Petosiris (Πετόσιρις), called Ankhefenkhons, was the high priest of Thoth at Hermopolis and held various priestly degrees in the service of Sakhmet, Khnum, Amen-Re and Hathor.

Petosiris was the son of Sishu and Nefer-renpet. He lived in the second half of the 4th century BCE, during the 30th Dynasty. In his tomb, located in the necropolis at Tuna el-Gebel, Petosiris prided himself on having re-established the fortunes of the temples in which he served.

There is a pseudepigraphic onomantic text, Petosiris to Nechepso, and it is possible that the priestly Petosiris described in this article is the inspiration for the attribution of authorship.
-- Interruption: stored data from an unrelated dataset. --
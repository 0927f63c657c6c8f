pub mod logging;

pub mod config;
pub mod database;
pub mod errors;
pub mod models;
pub mod review_service;
pub mod scheduler;

pub use config::Config;
pub use database::Database;
pub use errors::*;
pub use models::*;
pub use review_service::ReviewService;
pub use scheduler::ReviewScheduler;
Nechepso lived in the 7th century BCE and the text is likely 2nd century BCE.

==The tomb of Petosiris==
Petosiris is particularly known for the tomb he had built for himself in Tuna el-Gebel, the necropolis of Hermopolis Magna. The architecture of the tomb is modeled on a temple with a pronaos. The tomb is also known for its depictions of everyday scenes in a mixed Greco-Egyptian style. Greek graffiti proves that the tomb of Petosiris, later venerated as a saint, was visited by the sick in order to be healed. Petosiris's coffin, known for its colorful glass inlays, is now in the Egyptian Museum in Cairo (JE 46592).